Cannabis can be either male or female—also called “dioecious”—but only females produce the buds we all know and love. For reproduction, males have pollen sacs and pollinate females, causing female flowers to produce seeds.

Once cannabis seeds are mature, the female plant begins to die, and seeds are either dropped to the ground where they grow into new cannabis plants next spring, or the seeds are harvested for processing into seed oil or food products, or stored so they can be sown in the ground later and become the next generation of plants.

To get the buds found in medical and recreational stores, female cannabis plants are grown in an environment without males—or the males are removed from the area before they release pollen—so the females don’t create seeds. Females can then focus their energies on producing buds and not seeds—this high-potency marijuana is traditionally known as “sinsemilla,” meaning “seedless.”

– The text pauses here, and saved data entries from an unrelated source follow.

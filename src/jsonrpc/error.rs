//! Error types defined by the JSON-RPC specification.

use std::fmt::{self, Display, Formatter};

use serde::de::Deserializer;
use serde::ser::Serializer;
use serde::{Deserialize, Serialize};
use serde_json::Value;

/// A list of numeric error codes used in JSON-RPC responses.
#[derive(Clone, Copy, Debug, Eq, PartialEq)]
pub enum ErrorCode {
    /// Invalid JSON was received by the server.
    ParseError,
    /// The JSON sent is not a valid Request object.
    InvalidRequest,
    /// The method does not exist / is not available.
    MethodNotFound,
    /// Invalid method parameter(s).
    InvalidParams,
    /// Internal JSON-RPC error.
    InternalError,
    /// Reserved for implementation-defined server errors.
    ServerError(i64),

    /// The request was cancelled by the client.
    ///
    /// # Compatibility
    ///
    /// This error code is defined by the Language Server Protocol.
    RequestCancelled,
    /// The request was invalidated by another incoming request.
    ///
    /// # Compatibility
    ///
    /// This error code is specific to the Language Server Protocol.
    ContentModified,

    /// The server has not been initialized yet.
    ///
    /// # Compatibility
    ///
    /// This error code is defined by the Language Server Protocol.
    ServerNotInitialized,
    /// An error code that is not recognized by this implementation.
    ///
    /// # Compatibility
    ///
    /// This error code is defined by the Language Server Protocol.
    UnknownErrorCode,
    /// The server cancelled the request. This error code should only be used when the server
    /// detects that the request became unnecessary and could not be completed.
    ///
    /// # Compatibility
    ///
    /// This error code is defined by the Language Server Protocol.
    ServerCancelled,
    /// A request failed, but it was syntactically correct, e.g. a property did not exist.
    ///
    /// # Compatibility
    ///
    /// This error code is defined by the Language Server Protocol.
    RequestFailed,
}

impl ErrorCode {
    /// Returns the integer error code value.
    #[inline]
    pub fn code(&self) -> i64 {
        match *self {
            ErrorCode::ParseError => -32700,
            ErrorCode::InvalidRequest => -32600,
            ErrorCode::MethodNotFound => -32601,
            ErrorCode::InvalidParams => -32602,
            ErrorCode::InternalError => -32603,
            ErrorCode::ServerNotInitialized => -32002,
            ErrorCode::UnknownErrorCode => -32001,
            ErrorCode::RequestCancelled => -32800,
            ErrorCode::ContentModified => -32801,
            ErrorCode::ServerCancelled => -32802,
            ErrorCode::RequestFailed => -32803,
            ErrorCode::ServerError(code) => code,
        }
    }

    /// Returns a human-readable description of the error.
    #[inline]
    pub fn description(&self) -> &'static str {
        match *self {
            ErrorCode::ParseError => "Parse error",
            ErrorCode::InvalidRequest => "Invalid request",
            ErrorCode::MethodNotFound => "Method not found",
            ErrorCode::InvalidParams => "Invalid params",
            ErrorCode::InternalError => "Internal error",
            ErrorCode::ServerNotInitialized => "Server not initialized",
            ErrorCode::UnknownErrorCode => "Unknown error code",
            ErrorCode::RequestCancelled => "Canceled",
            ErrorCode::ContentModified => "Content modified",
            ErrorCode::ServerCancelled => "Server cancelled",
            ErrorCode::RequestFailed => "Request failed",
            ErrorCode::ServerError(_) => "Server error",
        }
    }
}

impl From<i64> for ErrorCode {
    #[inline]
    fn from(code: i64) -> Self {
        match code {
            -32700 => ErrorCode::ParseError,
            -32600 => ErrorCode::InvalidRequest,
            -32601 => ErrorCode::MethodNotFound,
            -32602 => ErrorCode::InvalidParams,
            -32603 => ErrorCode::InternalError,
            -32002 => ErrorCode::ServerNotInitialized,
            -32001 => ErrorCode::UnknownErrorCode,
            -32800 => ErrorCode::RequestCancelled,
            -32801 => ErrorCode::ContentModified,
            -32802 => ErrorCode::ServerCancelled,
            -32803 => ErrorCode::RequestFailed,
            code => ErrorCode::ServerError(code),
        }
    }
}

impl Display for ErrorCode {
    fn fmt(&self, f: &mut Formatter) -> fmt::Result {
        Display::fmt(&self.code(), f)
    }
}

impl<'a> Deserialize<'a> for ErrorCode {
    fn deserialize<D>(deserializer: D) -> std::result::Result<Self, D::Error>
    where
        D: Deserializer<'a>,
    {
        let code: i64 = Deserialize::deserialize(deserializer)?;
        Ok(ErrorCode::from(code))
    }
}

impl Serialize for ErrorCode {
    fn serialize<S>(&self, serializer: S) -> std::result::Result<S::Ok, S::Error>
    where
        S: Serializer,
    {
        self.code().serialize(serializer)
    }
}

/// A JSON-RPC error object.
#[derive(Clone, Debug, PartialEq, Deserialize, Serialize)]
#[serde(deny_unknown_fields)]
pub struct Error {
    /// A number indicating the error type that occurred.
    pub code: ErrorCode,
    /// A short description of the error.
    pub message: String,
    /// Additional information about the error, if any.
    #[serde(skip_serializing_if = "Option::is_none")]
    pub data: Option<Value>,
}

impl Error {
    /// Creates a new error from the given `ErrorCode`.
    #[inline]
    pub fn new(code: ErrorCode) -> Self {
        Error {
            code,
            message: code.description().to_string(),
            data: None,
        }
    }

    /// Creates a new parse error (`-32700`).
    #[inline]
    pub fn parse_error() -> Self {
        Error::new(ErrorCode::ParseError)
    }

    /// Creates a new "invalid request" error (`-32600`).
    #[inline]
    pub fn invalid_request() -> Self {
        Error::new(ErrorCode::InvalidRequest)
    }

    /// Creates a new "method not found" error (`-32601`).
    #[inline]
    pub fn method_not_found() -> Self {
        Error::new(ErrorCode::MethodNotFound)
    }

    /// Creates a new "invalid params" error (`-32602`).
    #[inline]
    pub fn invalid_params<M>(message: M) -> Self
    where
        M: Into<String>,
    {
        Error {
            code: ErrorCode::InvalidParams,
            message: message.into(),
            data: None,
        }
    }

    /// Creates a new internal error (`-32603`).
    #[inline]
    pub fn internal_error() -> Self {
        Error::new(ErrorCode::InternalError)
    }

    /// Creates a new internal error (`-32603`) with a custom message.
    #[inline]
    pub fn internal_error_with_message<M: Into<String>>(message: M) -> Self {
        Error {
            code: ErrorCode::InternalError,
            message: message.into(),
            data: None,
        }
    }

    /// Creates the error every outstanding pending request is completed with when its transport
    /// closes out from under it.
    #[inline]
    pub fn connection_closed() -> Self {
        Error {
            code: ErrorCode::InternalError,
            message: "connection closed".to_string(),
            data: None,
        }
    }

    /// Creates a new "request cancelled" error (`-32800`).
    ///
    /// # Compatibility
    ///
    /// This error code is defined by the Language Server Protocol.
    #[inline]
    pub fn request_cancelled() -> Self {
        Error::new(ErrorCode::RequestCancelled)
    }

    /// Creates a new "content modified" error (`-32801`).
    ///
    /// # Compatibility
    ///
    /// This error code is defined by the Language Server Protocol.
    #[inline]
    pub fn content_modified() -> Self {
        Error::new(ErrorCode::ContentModified)
    }

    /// Creates a new "server not initialized" error (`-32002`).
    ///
    /// # Compatibility
    ///
    /// This error code is defined by the Language Server Protocol.
    #[inline]
    pub fn server_not_initialized() -> Self {
        Error::new(ErrorCode::ServerNotInitialized)
    }

    /// Creates a new "server cancelled" error (`-32802`).
    ///
    /// # Compatibility
    ///
    /// This error code is defined by the Language Server Protocol.
    #[inline]
    pub fn server_cancelled() -> Self {
        Error::new(ErrorCode::ServerCancelled)
    }

    /// Creates a new "request failed" error (`-32803`).
    ///
    /// # Compatibility
    ///
    /// This error code is defined by the Language Server Protocol.
    #[inline]
    pub fn request_failed<M: Into<String>>(message: M) -> Self {
        Error {
            code: ErrorCode::RequestFailed,
            message: message.into(),
            data: None,
        }
    }
}

impl Display for Error {
    fn fmt(&self, f: &mut Formatter) -> fmt::Result {
        write!(f, "{}: {}", self.code.description(), self.message)
    }
}

impl std::error::Error for Error {}
impl Dispatcher {
    /// Builds a dispatcher wired to `transport`, with the default concurrency limit of 4.
    pub fn new(transport: Arc<dyn Transport>, registry: Arc<HandlerRegistry>, pending: Arc<PendingRequests>) -> Arc<Self> {
        Dispatcher::with_concurrency_level(transport, registry, pending, DEFAULT_MAX_CONCURRENCY)
    }

    /// Builds a dispatcher wired to `transport`, handling at most `max` requests concurrently.
    /// Setting `max` to `1` forces sequential processing, implicitly disabling any benefit from
    /// `$/cancelRequest`.
    pub fn with_concurrency_level(
        transport: Arc<dyn Transport>,
        registry: Arc<HandlerRegistry>,
        pending: Arc<PendingRequests>,
        max: usize,
    ) -> Arc<Self> {
        Arc::new(Dispatcher {
            transport,
            registry,
            pending,
            concurrency: Arc::new(Semaphore::new(max.max(1))),
            cancel_tokens: DashMap::new(),
            middleware: Mutex::new(Chain::new()),
            label: "session".to_string(),
        })
    }

    /// Appends a middleware that runs unconditionally on every inbound and outbound message.
    pub fn use_middleware(&self, middleware: Arc<dyn crate::middleware::Middleware>) {
        self.middleware.lock().unwrap().push(middleware);
    }

    /// Appends a middleware scoped to messages matching `filter`.
    pub fn use_middleware_filtered(&self, middleware: Arc<dyn crate::middleware::Middleware>, filter: Filter) {
        self.middleware.lock().unwrap().push_filtered(middleware, filter);
    }

    fn chain(&self) -> Chain {
        self.middleware.lock().unwrap().clone()
    }

    /// Registers this dispatcher's message handler on its transport, and a close listener that
    /// fails every outstanding pending request the moment the transport drops out from under it.
    /// Call once, after construction; the returned disposable detaches both.
    pub fn attach(self: &Arc<Self>) -> Disposable {
        let this = self.clone();
        let message = self.transport.on_message(Box::new(move |message: &Message| {
            let this = this.clone();
            let message = message.clone();
            tokio::spawn(async move { this.handle_inbound(message).await });
        }));

        let this = self.clone();
        let close = self.transport.on_close(Box::new(move || {
            this.fail_all_pending();
        }));

        Disposable::combine(vec![message, close])
    }

    async fn handle_inbound(self: Arc<Self>, message: Message) {
        // `Message::Invalid` carries no method to scope middleware by; route it straight through.
        let ctx = match Context::new(Direction::Inbound, message, self.label.clone()) {
            Ok(ctx) => ctx,
            Err(Message::Invalid { id }) => {
                self.handle_invalid(id);
                return;
            }
            Err(_) => unreachable!("Context::new only rejects Message::Invalid"),
        };

        match self.chain().run(ctx).await {
            Ok(ctx) => self.handle(ctx.message),
            Err(err) => error!("middleware rejected inbound message: {err}"),
        }
    }

    /// Sends `message` to the peer after running it through the outbound side of the middleware
    /// chain, the same path every response, request, and notification this session originates
    /// takes.
    pub async fn send_outbound(&self, message: Message) -> Result<(), TransportError> {
        let ctx = match Context::new(Direction::Outbound, message, self.label.clone()) {
            Ok(ctx) => ctx,
            Err(invalid) => return self.transport.send(invalid).await,
        };

        match self.chain().run(ctx).await {
            Ok(ctx) => self.transport.send(ctx.message).await,
            Err(err) => Err(TransportError::new(format!("middleware rejected outbound message: {err}"))),
        }
    }

    fn handle(self: Arc<Self>, message: Message) {
        match message {
            Message::Response(response) => self.pending.resolve(response),
            Message::Request(request) => {
                let (method, id, params) = request.into_parts();
                match id {
                    Some(id) => self.handle_request(method.into_owned(), id, params),
                    None => self.handle_notification(method.into_owned(), params),
                }
            }
            Message::Invalid { id } => self.handle_invalid(id),
        }
    }

    fn handle_invalid(self: &Arc<Self>, id: Option<Option<Id>>) {
        match id {
            Some(Some(id)) => self.respond(Response::from_error(id, Error::invalid_request())),
            Some(None) => self.respond(Response::from_error(Id::Null, Error::invalid_request())),
            None => {}
        }
    }

    fn handle_notification(self: Arc<Self>, method: String, params: Option<Value>) {
        match method.as_str() {
            "$/cancelRequest" => {
                if let Ok(params) = crate::registry::parse_params::<CancelParams>(params) {
                    if let Some(source) = self.cancel_tokens.get(&params.id) {
                        source.cancel();
                    }
                    self.pending.cancel(&params.id);
                }
                return;
            }
            "exit" => {
                self.cancel_tokens.clear();
            }
            _ => {}
        }

        let Some(future) = self.registry.dispatch_notification(&method, params) else {
            warn!("no handler registered for notification: {method}");
            return;
        };

        tokio::spawn(async move {
            future.await;
        });
    }

    fn handle_request(self: Arc<Self>, method: String, id: Id, params: Option<Value>) {
        let (cancel_source, cancel_token) = cancellation_pair();
        let Some(future) = self.registry.dispatch_request(&method, params, cancel_token) else {
            self.respond(Response::from_error(id, Error::method_not_found()));
            return;
        };
        self.cancel_tokens.insert(id.clone(), cancel_source);

        let this = self.clone();
        let permit_id = id.clone();
        let concurrency = self.concurrency.clone();
        tokio::spawn(async move {
            let _permit = concurrency.acquire_owned().await.expect("semaphore never closed");

            let result = future.await;

            this.cancel_tokens.remove(&permit_id);
            this.respond(Response::from_parts(id, result));
        });
    }

    fn respond(self: &Arc<Self>, response: Response) {
        let this = self.clone();
        tokio::spawn(async move {
            if let Err(err) = this.send_outbound(Message::Response(response)).await {
                error!("failed to send response: {err}");
            }
        });
    }

    /// Fails every outstanding outbound request, as if the transport had just closed.
    pub fn fail_all_pending(&self) {
        self.pending.fail_all(|id| Response::from_error(id.clone(), Error::connection_closed()));
    }
}
//! Client and server session state machines built on top of the [`crate::dispatcher::Dispatcher`].
//!
//! No single teacher file covers this: `tower_lsp::service` hardcoded the server side around
//! `lsp_types::request::Initialize` and friends, while `tower_lsp::client::Client` hardcoded the
//! client side around a fixed catalog of outbound LSP methods. Both are generalized here to a
//! method-name string plus a `serde_json::Value` payload, sharing one five-state lifecycle instead
//! of the teacher's two separate state representations (`AtomicBool` on the client,
//! `service::state::State` on the server).

pub mod client;
pub mod server;

use std::sync::Mutex;

/// The lifecycle states a session moves through from construction to teardown.
#[derive(Clone, Copy, Debug, Eq, PartialEq)]
pub enum SessionState {
    /// The session has been constructed but `initialize` has not yet been sent or received.
    Created,
    /// `initialize` is in flight.
    Initializing,
    /// `initialize` completed successfully; normal traffic may flow.
    Initialized,
    /// `shutdown` has been accepted; only `exit` should follow.
    ShuttingDown,
    /// `exit` has been processed, or the transport closed. Terminal.
    Shutdown,
}

pub(crate) struct StateCell(Mutex<SessionState>);

impl StateCell {
    pub(crate) fn new() -> Self {
        StateCell(Mutex::new(SessionState::Created))
    }

    pub(crate) fn get(&self) -> SessionState {
        *self.0.lock().unwrap()
    }

    pub(crate) fn set(&self, state: SessionState) {
        *self.0.lock().unwrap() = state;
    }
}
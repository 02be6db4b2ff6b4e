//! Pluggable transports carrying framed JSON-RPC messages between peers.
//!
//! Every concrete transport (`stdio`, `tcp`, `ipc`, `websocket`, `worker`) implements the
//! [`Transport`] trait below. Grounded on the teacher's `transport.rs`/`stdio.rs`, which each
//! hardcoded one specific I/O pair (`stdin`/`stdout`, or a generic `AsyncRead`/`AsyncWrite` pair)
//! directly into a `Server::serve` method; here that read/decode/dispatch loop is factored into
//! [`io::spawn_io_transport`], shared by every transport built on top of a plain byte stream.

pub mod ipc;
pub mod stdio;
pub mod tcp;
#[cfg(feature = "websocket")]
pub mod websocket;
pub mod worker;

mod io;

use std::fmt::{self, Display, Formatter};
use std::sync::atomic::{AtomicUsize, Ordering};
use std::sync::{Arc, Mutex};
use std::time::Duration;

use async_trait::async_trait;

use crate::jsonrpc::Message;

pub use self::io::spawn_io_transport;

/// The lifecycle state of a transport's underlying connection.
#[derive(Clone, Copy, Debug, Eq, PartialEq)]
pub enum TransportState {
    /// Not yet connected, or reconnecting after a drop.
    Connecting,
    /// Ready to send and receive messages.
    Connected,
    /// The connection has dropped and no reconnection is in progress or permitted.
    Disconnected,
    /// `close` was called; this transport will never reconnect.
    Closed,
}

/// An error encountered while sending, receiving, or maintaining a transport connection.
#[derive(Debug)]
pub struct TransportError {
    message: String,
    source: Option<Box<dyn std::error::Error + Send + Sync>>,
}

impl TransportError {
    /// Builds an error with no deeper cause.
    pub fn new(message: impl Into<String>) -> Self {
        TransportError {
            message: message.into(),
            source: None,
        }
    }

    /// Builds an error wrapping a lower-level cause.
    pub fn wrap(
        message: impl Into<String>,
        source: impl std::error::Error + Send + Sync + 'static,
    ) -> Self {
        TransportError {
            message: message.into(),
            source: Some(Box::new(source)),
        }
    }
}

impl Display for TransportError {
    fn fmt(&self, f: &mut Formatter) -> fmt::Result {
        write!(f, "{}", self.message)
    }
}

impl std::error::Error for TransportError {
    fn source(&self) -> Option<&(dyn std::error::Error + 'static)> {
        self.source.as_ref().map(|e| e.as_ref() as _)
    }
}

/// Backoff schedule governing automatic reconnection for transports that support it (`tcp`,
/// `websocket`).
///
/// Grounded in the same typed-builder-struct idiom this crate's other configuration knobs use
/// (`CapabilityMode`, `concurrency_level`); there's no teacher precedent for reconnection itself,
/// since `tower-lsp` only ever ran over a single long-lived stdio/TCP stream.
#[derive(Clone, Copy, Debug)]
pub struct ReconnectPolicy {
    /// Delay before the first reconnection attempt.
    pub initial_delay: Duration,
    /// Multiplier applied to the delay after each failed attempt.
    pub multiplier: f64,
    /// Upper bound on the delay between attempts.
    pub max_delay: Duration,
    /// Maximum number of attempts before giving up, or `None` to retry forever.
    pub max_attempts: Option<u32>,
}

impl ReconnectPolicy {
    /// No automatic reconnection: a dropped connection transitions straight to `Disconnected`.
    pub fn none() -> Self {
        ReconnectPolicy {
            initial_delay: Duration::ZERO,
            multiplier: 1.0,
            max_delay: Duration::ZERO,
            max_attempts: Some(0),
        }
    }

    /// Returns the delay to use before the `attempt`-th reconnection attempt (0-indexed),
    /// or `None` if `attempt` exceeds `max_attempts`.
    pub fn delay_for(&self, attempt: u32) -> Option<Duration> {
        if let Some(max) = self.max_attempts {
            if attempt >= max {
                return None;
            }
        }

        let scaled = self.initial_delay.as_secs_f64() * self.multiplier.powi(attempt as i32);
        Some(Duration::from_secs_f64(scaled).min(self.max_delay.max(self.initial_delay)))
    }
}

impl Default for ReconnectPolicy {
    fn default() -> Self {
        ReconnectPolicy {
            initial_delay: Duration::from_millis(200),
            multiplier: 2.0,
            max_delay: Duration::from_secs(30),
            max_attempts: None,
        }
    }
}

/// Boxed callback invoked for every message a transport receives.
pub type MessageListener = Box<dyn Fn(&Message) + Send + Sync>;
/// Boxed callback invoked when a transport encounters a non-fatal error.
pub type ErrorListener = Box<dyn Fn(&TransportError) + Send + Sync>;
/// Boxed callback invoked once a transport closes.
pub type CloseListener = Box<dyn Fn() + Send + Sync>;

/// A disposable handle returned by a listener-registration method on [`Listeners`].
///
/// Mirrors [`crate::registry::Registration`] and [`crate::cancellation::ListenerRegistration`]:
/// dropping it leaves the listener registered, `dispose` must be called to remove it.
pub struct Disposable {
    remove: Box<dyn FnOnce() + Send>,
}

impl Disposable {
    /// Unregisters the associated listener.
    pub fn dispose(self) {
        (self.remove)();
    }

    /// Combines several disposables into one; disposing it disposes all of them, in order.
    pub fn combine(disposables: Vec<Disposable>) -> Disposable {
        Disposable {
            remove: Box::new(move || {
                for disposable in disposables {
                    disposable.dispose();
                }
            }),
        }
    }
}

/// Shared bookkeeping for the three observer callbacks every transport exposes, so each concrete
/// transport doesn't have to reimplement slot management and id allocation.
#[derive(Default)]
pub(crate) struct Listeners {
    next_id: AtomicUsize,
    on_message: Mutex<Vec<(usize, MessageListener)>>,
    on_error: Mutex<Vec<(usize, ErrorListener)>>,
    on_close: Mutex<Vec<(usize, CloseListener)>>,
}

impl Listeners {
    pub(crate) fn new() -> Arc<Self> {
        Arc::new(Listeners::default())
    }

    fn next_id(&self) -> usize {
        self.next_id.fetch_add(1, Ordering::Relaxed)
    }

    pub(crate) fn add_message(self: &Arc<Self>, listener: MessageListener) -> Disposable {
        let id = self.next_id();
        self.on_message.lock().unwrap().push((id, listener));
        let this = self.clone();
        Disposable {
            remove: Box::new(move || this.on_message.lock().unwrap().retain(|(i, _)| *i != id)),
        }
    }

    pub(crate) fn add_error(self: &Arc<Self>, listener: ErrorListener) -> Disposable {
        let id = self.next_id();
        self.on_error.lock().unwrap().push((id, listener));
        let this = self.clone();
        Disposable {
            remove: Box::new(move || this.on_error.lock().unwrap().retain(|(i, _)| *i != id)),
        }
    }

    pub(crate) fn add_close(self: &Arc<Self>, listener: CloseListener) -> Disposable {
        let id = self.next_id();
        self.on_close.lock().unwrap().push((id, listener));
        let this = self.clone();
        Disposable {
            remove: Box::new(move || this.on_close.lock().unwrap().retain(|(i, _)| *i != id)),
        }
    }

    pub(crate) fn notify_message(&self, message: &Message) {
        for (_, listener) in self.on_message.lock().unwrap().iter() {
            listener(message);
        }
    }

    pub(crate) fn notify_error(&self, error: &TransportError) {
        for (_, listener) in self.on_error.lock().unwrap().iter() {
            listener(error);
        }
    }

    pub(crate) fn notify_close(&self) {
        for (_, listener) in self.on_close.lock().unwrap().iter() {
            listener();
        }
    }
}

/// Common interface implemented by every concrete transport.
///
/// Listener-registration methods take already-boxed closures rather than a generic `F: Fn(..)` so
/// that `Transport` stays object-safe: sessions hold transports as `Arc<dyn Transport>` to stay
/// agnostic about which concrete transport backs a connection.
#[async_trait]
pub trait Transport: Send + Sync {
    /// Sends one message to the peer.
    async fn send(&self, message: Message) -> Result<(), TransportError>;

    /// Registers a listener invoked for every message received from the peer.
    fn on_message(&self, listener: MessageListener) -> Disposable;

    /// Registers a listener invoked when the transport encounters a non-fatal error.
    fn on_error(&self, listener: ErrorListener) -> Disposable;

    /// Registers a listener invoked once the transport closes, whether requested or not.
    fn on_close(&self, listener: CloseListener) -> Disposable;

    /// Closes the transport. No further reconnection is attempted afterward.
    async fn close(&self);

    /// Returns the transport's current connection state.
    fn state(&self) -> TransportState;

    /// Returns `true` if the transport is currently able to send and receive messages.
    fn is_connected(&self) -> bool {
        self.state() == TransportState::Connected
    }
}

#[cfg(test)]
mod tests {
    use super::*;

    #[test]
    fn reconnect_policy_backs_off_exponentially() {
        let policy = ReconnectPolicy {
            initial_delay: Duration::from_millis(100),
            multiplier: 2.0,
            max_delay: Duration::from_secs(10),
            max_attempts: None,
        };

        assert_eq!(policy.delay_for(0), Some(Duration::from_millis(100)));
        assert_eq!(policy.delay_for(1), Some(Duration::from_millis(200)));
        assert_eq!(policy.delay_for(2), Some(Duration::from_millis(400)));
    }

    #[test]
    fn reconnect_policy_caps_at_max_delay() {
        let policy = ReconnectPolicy {
            initial_delay: Duration::from_millis(100),
            multiplier: 10.0,
            max_delay: Duration::from_millis(500),
            max_attempts: None,
        };

        assert_eq!(policy.delay_for(5), Some(Duration::from_millis(500)));
    }

    #[test]
    fn reconnect_policy_exhausts_after_max_attempts() {
        let policy = ReconnectPolicy {
            max_attempts: Some(3),
            ..ReconnectPolicy::default()
        };

        assert!(policy.delay_for(2).is_some());
        assert!(policy.delay_for(3).is_none());
    }

    #[test]
    fn none_policy_never_retries() {
        assert!(ReconnectPolicy::none().delay_for(0).is_none());
    }

    #[test]
    fn listener_fires_until_disposed() {
        let listeners = Listeners::new();
        let count = Arc::new(AtomicUsize::new(0));

        let count2 = count.clone();
        let handle = listeners.add_close(Box::new(move || {
            count2.fetch_add(1, Ordering::SeqCst);
        }));

        listeners.notify_close();
        handle.dispose();
        listeners.notify_close();

        assert_eq!(count.load(Ordering::SeqCst), 1);
    }
}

Some varieties of cannabis can produce male parts alongside female flowers on the same plant, especially if exposed to environmental stressors. These plants are known as hermaphrodites, and sometimes they can self-pollinate to create seeds.

Pros and cons of using cannabis seeds

Check out Johanna’s full video series on how to grow weed on Leafly’s YouTube .

If buying from a reputable breeder or seed bank, growing from seed is the best way to ensure your plants will have solid genetics and start clean, meaning they won’t come with diseases or pests.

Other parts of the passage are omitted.